- Opening Delimiter -

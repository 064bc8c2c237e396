//! Test doubles for the console's external seams.
//!
//! `MockTransport` answers requests from scripted replies keyed by method
//! and path, records every request, and can hold requests at a gate so tests
//! can interleave operations with an in-flight call.

use std::collections::{HashMap, VecDeque};
use std::sync::Arc;

use async_trait::async_trait;
use parking_lot::Mutex;
use serde_json::{json, Value};
use tokio::sync::{Notify, Semaphore};

use crate::api::{ApiError, ApiRequest, ApiResponse, Method, Transport};
use crate::notify::{Notification, Notifier};

#[derive(Debug, Clone)]
enum Reply {
    Status(u16, Value),
    Fail(String),
}

type Route = (Method, String);

/// Holds requests on one route until opened.
#[derive(Debug)]
pub struct Gate {
    entered: Notify,
    release: Semaphore,
}

impl Gate {
    fn new() -> Self {
        Self {
            entered: Notify::new(),
            release: Semaphore::new(0),
        }
    }

    /// Wait until a request has reached the gate.
    pub async fn entered(&self) {
        self.entered.notified().await;
    }

    /// Let held requests through. The gate stays open afterwards.
    pub fn open(&self) {
        self.release.add_permits(1);
    }

    async fn pass(&self) {
        self.entered.notify_one();
        // Closed semaphores never happen here; the permit goes straight back.
        let _permit = self.release.acquire().await;
    }
}

/// Scripted transport. Unscripted routes answer 404.
///
/// Replies queued for a route are consumed in order; the last one repeats.
#[derive(Default)]
pub struct MockTransport {
    replies: Mutex<HashMap<Route, VecDeque<Reply>>>,
    gates: Mutex<HashMap<Route, Arc<Gate>>>,
    log: Mutex<Vec<ApiRequest>>,
}

impl MockTransport {
    pub fn new() -> Self {
        Self::default()
    }

    fn push(&self, method: Method, path: &str, reply: Reply) {
        self.replies
            .lock()
            .entry((method, path.to_string()))
            .or_default()
            .push_back(reply);
    }

    pub fn respond(&self, method: Method, path: &str, status: u16, body: Value) {
        self.push(method, path, Reply::Status(status, body));
    }

    /// Fail the route at the network level.
    pub fn fail(&self, method: Method, path: &str, message: &str) {
        self.push(method, path, Reply::Fail(message.to_string()));
    }

    pub fn gate(&self, method: Method, path: &str) -> Arc<Gate> {
        Arc::clone(
            self.gates
                .lock()
                .entry((method, path.to_string()))
                .or_insert_with(|| Arc::new(Gate::new())),
        )
    }

    pub fn requests(&self) -> Vec<ApiRequest> {
        self.log.lock().clone()
    }

    pub fn count(&self, method: Method, path: &str) -> usize {
        self.log
            .lock()
            .iter()
            .filter(|r| r.method == method && r.path == path)
            .count()
    }

    fn next_reply(&self, route: &Route) -> Option<Reply> {
        let mut replies = self.replies.lock();
        let queue = replies.get_mut(route)?;
        if queue.len() > 1 {
            queue.pop_front()
        } else {
            queue.front().cloned()
        }
    }
}

#[async_trait]
impl Transport for MockTransport {
    async fn send(&self, _base_url: &str, request: ApiRequest) -> Result<ApiResponse, ApiError> {
        let route = (request.method, request.path.clone());
        self.log.lock().push(request);

        let gate = self.gates.lock().get(&route).cloned();
        if let Some(gate) = gate {
            gate.pass().await;
        }

        match self.next_reply(&route) {
            Some(Reply::Status(status, body)) => Ok(ApiResponse {
                status,
                body: body.to_string(),
            }),
            Some(Reply::Fail(message)) => Err(ApiError::Network(message)),
            None => Ok(ApiResponse {
                status: 404,
                body: json!({"errors": []}).to_string(),
            }),
        }
    }
}

/// Keeps every notification for inspection.
#[derive(Debug, Default)]
pub struct RecordingNotifier {
    seen: Mutex<Vec<Notification>>,
}

impl RecordingNotifier {
    pub fn notifications(&self) -> Vec<Notification> {
        self.seen.lock().clone()
    }
}

impl Notifier for RecordingNotifier {
    fn emit(&self, notification: Notification) {
        self.seen.lock().push(notification);
    }
}
//! skipIf / onlyIf condition evaluation
//!
//! Conditions are opaque script expressions evaluated in page context via
//! the driver. An expression that throws gates conservatively: it counts
//! as `false` and never aborts the step.

use crate::collector::Collector;
use crate::errors::EngineError;
use crate::placeholders;
use serde_json::Value;
use stepflow_driver::PageDriver;
use tracing::warn;

/// Evaluate a gating expression. Collector placeholders are substituted
/// before evaluation; an evaluation error yields `false`.
pub(crate) async fn evaluate_condition(
    driver: &dyn PageDriver,
    expression: &str,
    collector: &Collector,
    index: Option<usize>,
) -> bool {
    let resolved = placeholders::resolve(expression, collector, index);
    match try_evaluate(driver, &resolved).await {
        Ok(result) => is_truthy(&result),
        Err(err) => {
            warn!(expression = %resolved, error = %err, "condition evaluation failed, treating as false");
            false
        }
    }
}

async fn try_evaluate(driver: &dyn PageDriver, expression: &str) -> Result<Value, EngineError> {
    driver
        .evaluate(expression)
        .await
        .map_err(|_| EngineError::ConditionEval {
            expression: expression.to_string(),
        })
}

fn is_truthy(value: &Value) -> bool {
    match value {
        Value::Null => false,
        Value::Bool(b) => *b,
        Value::Number(n) => n.as_f64().map_or(false, |f| f != 0.0),
        Value::String(s) => !s.is_empty(),
        Value::Array(_) | Value::Object(_) => true,
    }
}

#[cfg(test)]
mod tests {
    use super::*;
    use serde_json::json;
    use stepflow_driver::stub::StubDriver;

    #[tokio::test]
    async fn test_truthy_result_gates_true() {
        let driver = StubDriver::new();
        driver.set_eval("document.title === 'Home'", json!(true));
        let collector = Collector::new();
        assert!(evaluate_condition(&driver, "document.title === 'Home'", &collector, None).await);
    }

    #[tokio::test]
    async fn test_eval_error_is_false() {
        let driver = StubDriver::new();
        let collector = Collector::new();
        assert!(!evaluate_condition(&driver, "window.someGlobal", &collector, None).await);
    }

    #[tokio::test]
    async fn test_placeholders_substituted_before_eval() {
        let driver = StubDriver::new();
        driver.set_eval("'premium' === 'premium'", json!(true));
        let mut collector = Collector::new();
        collector.insert("tier", json!("premium"));
        assert!(
            evaluate_condition(&driver, "'{{tier}}' === 'premium'", &collector, None).await
        );
    }

    #[test]
    fn test_truthiness_table() {
        assert!(!is_truthy(&json!(null)));
        assert!(!is_truthy(&json!(false)));
        assert!(!is_truthy(&json!(0)));
        assert!(!is_truthy(&json!("")));
        assert!(is_truthy(&json!(1)));
        assert!(is_truthy(&json!("x")));
        assert!(is_truthy(&json!([])));
    }
}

- Closing Delimiter -

- EXERCISE OBJECTIVE -
The expected output is every record, repeated exactly.

- RESPONSE FOR THIS EXERCISE -
repository 064bc8c2c237e396
//! Test doubles for the console's external seams.
//!
//! `MockTransport` answers requests from scripted replies keyed by method
//! and path, records every request, and can hold requests at a gate so tests
//! can interleave operations with an in-flight call.

use std::collections::{HashMap, VecDeque};
use std::sync::Arc;

use async_trait::async_trait;
use parking_lot::Mutex;
use serde_json::{json, Value};
use tokio::sync::{Notify, Semaphore};

use crate::api::{ApiError, ApiRequest, ApiResponse, Method, Transport};
use crate::notify::{Notification, Notifier};

#[derive(Debug, Clone)]
enum Reply {
    Status(u16, Value),
    Fail(String),
}

type Route = (Method, String);

/// Holds requests on one route until opened.
#[derive(Debug)]
pub struct Gate {
    entered: Notify,
    release: Semaphore,
}

impl Gate {
    fn new() -> Self {
        Self {
            entered: Notify::new(),
            release: Semaphore::new(0),
        }
    }

    /// Wait until a request has reached the gate.
    pub async fn entered(&self) {
        self.entered.notified().await;
    }

    /// Let held requests through. The gate stays open afterwards.
    pub fn open(&self) {
        self.release.add_permits(1);
    }

    async fn pass(&self) {
        self.entered.notify_one();
        // Closed semaphores never happen here; the permit goes straight back.
        let _permit = self.release.acquire().await;
    }
}

/// Scripted transport. Unscripted routes answer 404.
///
/// Replies queued for a route are consumed in order; the last one repeats.
#[derive(Default)]
pub struct MockTransport {
    replies: Mutex<HashMap<Route, VecDeque<Reply>>>,
    gates: Mutex<HashMap<Route, Arc<Gate>>>,
    log: Mutex<Vec<ApiRequest>>,
}

impl MockTransport {
    pub fn new() -> Self {
        Self::default()
    }

    fn push(&self, method: Method, path: &str, reply: Reply) {
        self.replies
            .lock()
            .entry((method, path.to_string()))
            .or_default()
            .push_back(reply);
    }

    pub fn respond(&self, method: Method, path: &str, status: u16, body: Value) {
        self.push(method, path, Reply::Status(status, body));
    }

    /// Fail the route at the network level.
    pub fn fail(&self, method: Method, path: &str, message: &str) {
        self.push(method, path, Reply::Fail(message.to_string()));
    }

    pub fn gate(&self, method: Method, path: &str) -> Arc<Gate> {
        Arc::clone(
            self.gates
                .lock()
                .entry((method, path.to_string()))
                .or_insert_with(|| Arc::new(Gate::new())),
        )
    }

    pub fn requests(&self) -> Vec<ApiRequest> {
        self.log.lock().clone()
    }

    pub fn count(&self, method: Method, path: &str) -> usize {
        self.log
            .lock()
            .iter()
            .filter(|r| r.method == method && r.path == path)
            .count()
    }

    fn next_reply(&self, route: &Route) -> Option<Reply> {
        let mut replies = self.replies.lock();
        let queue = replies.get_mut(route)?;
        if queue.len() > 1 {
            queue.pop_front()
        } else {
            queue.front().cloned()
        }
    }
}

#[async_trait]
impl Transport for MockTransport {
    async fn send(&self, _base_url: &str, request: ApiRequest) -> Result<ApiResponse, ApiError> {
        let route = (request.method, request.path.clone());
        self.log.lock().push(request);

        let gate = self.gates.lock().get(&route).cloned();
        if let Some(gate) = gate {
            gate.pass().await;
        }

        match self.next_reply(&route) {
            Some(Reply::Status(status, body)) => Ok(ApiResponse {
                status,
                body: body.to_string(),
            }),
            Some(Reply::Fail(message)) => Err(ApiError::Network(message)),
            None => Ok(ApiResponse {
                status: 404,
                body: json!({"errors": []}).to_string(),
            }),
        }
    }
}

/// Keeps every notification for inspection.
#[derive(Debug, Default)]
pub struct RecordingNotifier {
    seen: Mutex<Vec<Notification>>,
}

impl RecordingNotifier {
    pub fn notifications(&self) -> Vec<Notification> {
        self.seen.lock().clone()
    }
}

impl Notifier for RecordingNotifier {
    fn emit(&self, notification: Notification) {
        self.seen.lock().push(notification);
    }
}
//! skipIf / onlyIf condition evaluation
//!
//! Conditions are opaque script expressions evaluated in page context via
//! the driver. An expression that throws gates conservatively: it counts
//! as `false` and never aborts the step.

use crate::collector::Collector;
use crate::errors::EngineError;
use crate::placeholders;
use serde_json::Value;
use stepflow_driver::PageDriver;
use tracing::warn;

/// Evaluate a gating expression. Collector placeholders are substituted
/// before evaluation; an evaluation error yields `false`.
pub(crate) async fn evaluate_condition(
    driver: &dyn PageDriver,
    expression: &str,
    collector: &Collector,
    index: Option<usize>,
) -> bool {
    let resolved = placeholders::resolve(expression, collector, index);
    match try_evaluate(driver, &resolved).await {
        Ok(result) => is_truthy(&result),
        Err(err) => {
            warn!(expression = %resolved, error = %err, "condition evaluation failed, treating as false");
            false
        }
    }
}

async fn try_evaluate(driver: &dyn PageDriver, expression: &str) -> Result<Value, EngineError> {
    driver
        .evaluate(expression)
        .await
        .map_err(|_| EngineError::ConditionEval {
            expression: expression.to_string(),
        })
}

fn is_truthy(value: &Value) -> bool {
    match value {
        Value::Null => false,
        Value::Bool(b) => *b,
        Value::Number(n) => n.as_f64().map_or(false, |f| f != 0.0),
        Value::String(s) => !s.is_empty(),
        Value::Array(_) | Value::Object(_) => true,
    }
}

#[cfg(test)]
mod tests {
    use super::*;
    use serde_json::json;
    use stepflow_driver::stub::StubDriver;

    #[tokio::test]
    async fn test_truthy_result_gates_true() {
        let driver = StubDriver::new();
        driver.set_eval("document.title === 'Home'", json!(true));
        let collector = Collector::new();
        assert!(evaluate_condition(&driver, "document.title === 'Home'", &collector, None).await);
    }

    #[tokio::test]
    async fn test_eval_error_is_false() {
        let driver = StubDriver::new();
        let collector = Collector::new();
        assert!(!evaluate_condition(&driver, "window.someGlobal", &collector, None).await);
    }

    #[tokio::test]
    async fn test_placeholders_substituted_before_eval() {
        let driver = StubDriver::new();
        driver.set_eval("'premium' === 'premium'", json!(true));
        let mut collector = Collector::new();
        collector.insert("tier", json!("premium"));
        assert!(
            evaluate_condition(&driver, "'{{tier}}' === 'premium'", &collector, None).await
        );
    }

    #[test]
    fn test_truthiness_table() {
        assert!(!is_truthy(&json!(null)));
        assert!(!is_truthy(&json!(false)));
        assert!(!is_truthy(&json!(0)));
        assert!(!is_truthy(&json!("")));
        assert!(is_truthy(&json!(1)));
        assert!(is_truthy(&json!("x")));
        assert!(is_truthy(&json!([])));
    }
}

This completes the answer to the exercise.